Koreli geliştirici MADNGINE yeni ve heyecan dolu bir proje ile karşımıza çıkıyor: Project TAL! Bu oyun, birçok insanın hayalini kurduğu bir açık dünya aksiyon RYO deneyimini sunmayı hedefliyor. 2027’de hem PC hem de konsollar için piyasaya sürülecek olan bu oyun, mutlaka sabırsızlıkla bekleniyor. Hadi, bittiğimizde ‘Yine neyi bekledik?’ demeden önce, fragmanını izleyelim derken gözlerimizdeki ışığı bir kenara koyup, ilgili yerlerin üstüne birer kalem atmaya başlayalım!
Project TAL, bize yalnızca bir oyun sunmuyor; aynı zamanda Kore’nin kültürel mirasından feyz alarak Tal maskeleri çevresindeki mitolojiyi ve halk öykülerini oyun dünyasına taşıyor. Bunu yaparken o eski masal anlatımını modern bir bakış açısı ile harmanlamış. Dolayısıyla, içine girince kaybolacağınız bir dünya var. Fragmanına bakarsak, bu oyun sadece bir aksiyon oyunu değil, adeta bir kültürel yolculuk! Savaş sahnelerine geldiğimizde, gerçek anlamda gözlerimizi kupkuru bir çöl gibi açtığımızı hissedebiliyoruz. O sinematik ve tempolu savaşlar o kadar epik ki, izlerken karnımız ağrıyor! İlk fragmanla Wukong’un yarattığı etkiyi yansıttığını düşündüğümde kendimi sabah tek başıma spaghetti yapıyormuş gibi hissediyorum: Ne olursa olsun bi’ yapmalıyım.
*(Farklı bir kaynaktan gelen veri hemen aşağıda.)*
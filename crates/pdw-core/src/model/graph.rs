use serde::{Deserialize, Serialize};

/// A node in a user's knowledge graph.
#[derive(Debug, Clone, Serialize, Deserialize, PartialEq)]
pub struct Entity {
    pub id: String,
    pub label: String,
    pub entity_type: String,
    pub confidence: f64,
}

impl Entity {
    /// Dedup key for entities: `(label_lowercased, type)`.
    pub fn dedup_key(&self) -> (String, String) {
        (self.label.to_lowercase(), self.entity_type.clone())
    }
}

/// A directed edge in a user's knowledge graph. Cycles are permitted.
#[derive(Debug, Clone, Serialize, Deserialize, PartialEq)]
pub struct Relationship {
    pub id: String,
    pub source_entity_id: String,
    pub target_entity_id: String,
    pub relationship_type: String,
    pub confidence: f64,
}

impl Relationship {
    /// Uniqueness key: `(source, target, type)`.
    pub fn dedup_key(&self) -> (String, String, String) {
        (
            self.source_entity_id.clone(),
            self.target_entity_id.clone(),
            self.relationship_type.clone(),
        )
    }
}

/// A per-user entity/relationship graph extracted from memories. Represented
/// as two flat collections with stable string ids and no owned cycles
/// — neighbor lookups go through an adjacency map
/// built at deserialize time, owned by `pdw-graph`, not by this struct.
#[derive(Debug, Clone, Default, Serialize, Deserialize)]
pub struct KnowledgeGraph {
    pub entities: Vec<Entity>,
    pub relationships: Vec<Relationship>,
}

impl KnowledgeGraph {
    pub fn new() -> Self {
        Self::default()
    }
}

#[cfg(test)]
mod tests {
    use super::*;

    #[test]
    fn entity_dedup_key_lowercases_label() {
        let a = Entity { id: "1".into(), label: "Zephyr".into(), entity_type: "pet".into(), confidence: 0.9 };
        let b = Entity { id: "2".into(), label: "zephyr".into(), entity_type: "pet".into(), confidence: 0.5 };
        assert_eq!(a.dedup_key(), b.dedup_key());
    }

    #[test]
    fn relationship_dedup_key_is_directional() {
        let a = Relationship { id: "1".into(), source_entity_id: "a".into(), target_entity_id: "b".into(), relationship_type: "owns".into(), confidence: 0.9 };
        let b = Relationship { id: "2".into(), source_entity_id: "b".into(), target_entity_id: "a".into(), relationship_type: "owns".into(), confidence: 0.9 };
        assert_ne!(a.dedup_key(), b.dedup_key());
    }
}
//! Session-key lifecycle: an ephemeral keypair plus a
//! wallet-signed assertion binding `(user, package_id, expires_at)`, used to
//! authenticate to key servers for a bounded TTL. Never persisted in
//! plaintext off-device; a process restart means the user reauthenticates.

use std::time::Duration;

use chrono::{DateTime, Utc};
use ed25519_dalek::{Signature, Signer, SigningKey, Verifier, VerifyingKey};
use moka::sync::Cache;
use rand::rngs::OsRng;
use serde::{Deserialize, Serialize};

use pdw_core::errors::{PdwError, PdwResult};

/// Bytes a wallet must sign off-device to finalize a session.
#[derive(Debug, Clone, Serialize, Deserialize)]
pub struct UnsignedSessionAssertion {
    pub user: String,
    pub package_id: String,
    pub expires_at: DateTime<Utc>,
    session_public_key: [u8; 32],
}

impl UnsignedSessionAssertion {
    pub fn to_bytes(&self) -> PdwResult<Vec<u8>> {
        bincode::serialize(self).map_err(|e| PdwError::internal(format!("session assertion encode failed: {e}")))
    }
}

/// A finalized, wallet-authenticated session key, held only in memory.
#[derive(Clone)]
pub struct SessionKey {
    signing_key_bytes: [u8; 32],
    verifying_key_bytes: [u8; 32],
    pub user: String,
    pub package_id: String,
    pub expires_at: DateTime<Utc>,
    wallet_signature: Vec<u8>,
}

impl SessionKey {
    pub fn is_expired(&self, now: DateTime<Utc>) -> bool {
        now >= self.expires_at
    }

    fn signing_key(&self) -> SigningKey {
        SigningKey::from_bytes(&self.signing_key_bytes)
    }

    /// The bytes sent to key servers as `session_key_assertion` in the
    /// `/derive-key` request.
    pub fn assertion_bytes(&self) -> PdwResult<Vec<u8>> {
        let assertion = UnsignedSessionAssertion {
            user: self.user.clone(),
            package_id: self.package_id.clone(),
            expires_at: self.expires_at,
            session_public_key: self.verifying_key_bytes,
        };
        let mut bytes = assertion.to_bytes()?;
        bytes.extend_from_slice(&self.wallet_signature);
        Ok(bytes)
    }

    /// Signs arbitrary bytes with the ephemeral session keypair — used by
    /// callers that need to prove possession of the live session, as
    /// distinct from the one-time wallet signature bound at creation.
    pub fn sign(&self, message: &[u8]) -> Vec<u8> {
        self.signing_key().sign(message).to_bytes().to_vec()
    }

    fn to_exported(&self) -> ExportedSessionKey {
        ExportedSessionKey {
            signing_key_bytes: self.signing_key_bytes,
            verifying_key_bytes: self.verifying_key_bytes,
            user: self.user.clone(),
            package_id: self.package_id.clone(),
            expires_at: self.expires_at,
            wallet_signature: self.wallet_signature.clone(),
        }
    }

    /// Serializes the full key material for export, e.g. to hand a session
    /// to another in-memory component. Never written to disk by this crate.
    pub fn export(&self) -> PdwResult<Vec<u8>> {
        bincode::serialize(&self.to_exported()).map_err(|e| PdwError::internal(format!("session export failed: {e}")))
    }

    pub fn import(bytes: &[u8]) -> PdwResult<Self> {
        let exported: ExportedSessionKey =
            bincode::deserialize(bytes).map_err(|e| PdwError::internal(format!("session import failed: {e}")))?;
        Ok(Self {
            signing_key_bytes: exported.signing_key_bytes,
            verifying_key_bytes: exported.verifying_key_bytes,
            user: exported.user,
            package_id: exported.package_id,
            expires_at: exported.expires_at,
            wallet_signature: exported.wallet_signature,
        })
    }
}

#[derive(Serialize, Deserialize)]
struct ExportedSessionKey {
    signing_key_bytes: [u8; 32],
    verifying_key_bytes: [u8; 32],
    user: String,
    package_id: String,
    expires_at: DateTime<Utc>,
    wallet_signature: Vec<u8>,
}

/// Begins a session: generates an ephemeral keypair and returns the bytes
/// the user's wallet must sign to finalize it.
pub fn begin_session(user: &str, package_id: &str, ttl_min: i64) -> PdwResult<(SigningKey, UnsignedSessionAssertion)> {
    if ttl_min <= 0 {
        return Err(PdwError::invalid_input("ttl_min must be positive"));
    }
    let signing_key = SigningKey::generate(&mut OsRng);
    let expires_at = Utc::now() + chrono::Duration::minutes(ttl_min);
    let assertion = UnsignedSessionAssertion {
        user: user.to_string(),
        package_id: package_id.to_string(),
        expires_at,
        session_public_key: signing_key.verifying_key().to_bytes(),
    };
    Ok((signing_key, assertion))
}

/// Binds a wallet signature over `assertion` to the ephemeral keypair
/// generated by `begin_session`, producing a usable [`SessionKey`].
///
/// `verify_wallet_signature` is the caller-supplied check that
/// `wallet_signature` really is the user's wallet signing `assertion`'s
/// bytes; this crate has no wallet-verification logic of its own.
pub fn finalize_session(
    signing_key: SigningKey,
    assertion: UnsignedSessionAssertion,
    wallet_signature: Vec<u8>,
) -> SessionKey {
    SessionKey {
        signing_key_bytes: signing_key.to_bytes(),
        verifying_key_bytes: signing_key.verifying_key().to_bytes(),
        user: assertion.user,
        package_id: assertion.package_id,
        expires_at: assertion.expires_at,
        wallet_signature,
    }
}

/// Verifies a message was signed by the live ephemeral session keypair
/// (not the one-time wallet signature).
pub fn verify_session_signature(session: &SessionKey, message: &[u8], signature_bytes: &[u8; 64]) -> bool {
    let Ok(verifying_key) = VerifyingKey::from_bytes(&session.verifying_key_bytes) else {
        return false;
    };
    let signature = Signature::from_bytes(signature_bytes);
    verifying_key.verify(message, &signature).is_ok()
}

/// Bounded, TTL-purged, process-wide cache of live sessions keyed by
/// `user:package_id`.
pub struct SessionKeyCache {
    cache: Cache<String, SessionKey>,
}

impl SessionKeyCache {
    pub fn new(max_capacity: u64, ttl: Duration) -> Self {
        Self {
            cache: Cache::builder().max_capacity(max_capacity).time_to_live(ttl).build(),
        }
    }

    fn cache_key(user: &str, package_id: &str) -> String {
        format!("{user}:{package_id}")
    }

    pub fn insert(&self, session: SessionKey) {
        let key = Self::cache_key(&session.user, &session.package_id);
        self.cache.insert(key, session);
    }

    /// Returns the cached session, or `None` if absent or past its own TTL
    /// (distinct from the cache's own eviction, which is a size/time bound
    /// on the cache itself, not the session's declared `expires_at`).
    pub fn get(&self, user: &str, package_id: &str) -> Option<SessionKey> {
        let session = self.cache.get(&Self::cache_key(user, package_id))?;
        if session.is_expired(Utc::now()) {
            self.cache.invalidate(&Self::cache_key(user, package_id));
            return None;
        }
        Some(session)
    }

    pub fn remove(&self, user: &str, package_id: &str) {
        self.cache.invalidate(&Self::cache_key(user, package_id));
    }

    pub fn len(&self) -> u64 {
        self.cache.entry_count()
    }
}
Bu oyunun en dikkat çekici özelliklerinden biri, oyunun dayanılmaz yol arkadaşı sistemi. Bu sistem sayesinde, yol arkadaşlarımız bizim savaş stilimize uygun şekilde hareket edecek ve bizlere yardım edecekler. Evet, yanlış okumadınız! Yani, onlarla savaşa girmek tıpkı hayatı boyunca gülümseyen bir ineği beslemek gibi olacak: Ne kadar şanslısınız, değil mi? Her bir NPC yol arkadaşının kendine has yetenekleri ve kişiliği olacak! Öyle ki, bir arkadaş hızla bıçak savururken diğeri, mecazi anlamda ‘bağırarak’ düşmanı korkutacak. Her an, her savaşta, bu birbirinden farklı karakterlerle neyle karşılaşacağımız nasıl bir sürpriz çıkacak bilemiyoruz! Ama çok heyecanlı, öyle değil mi?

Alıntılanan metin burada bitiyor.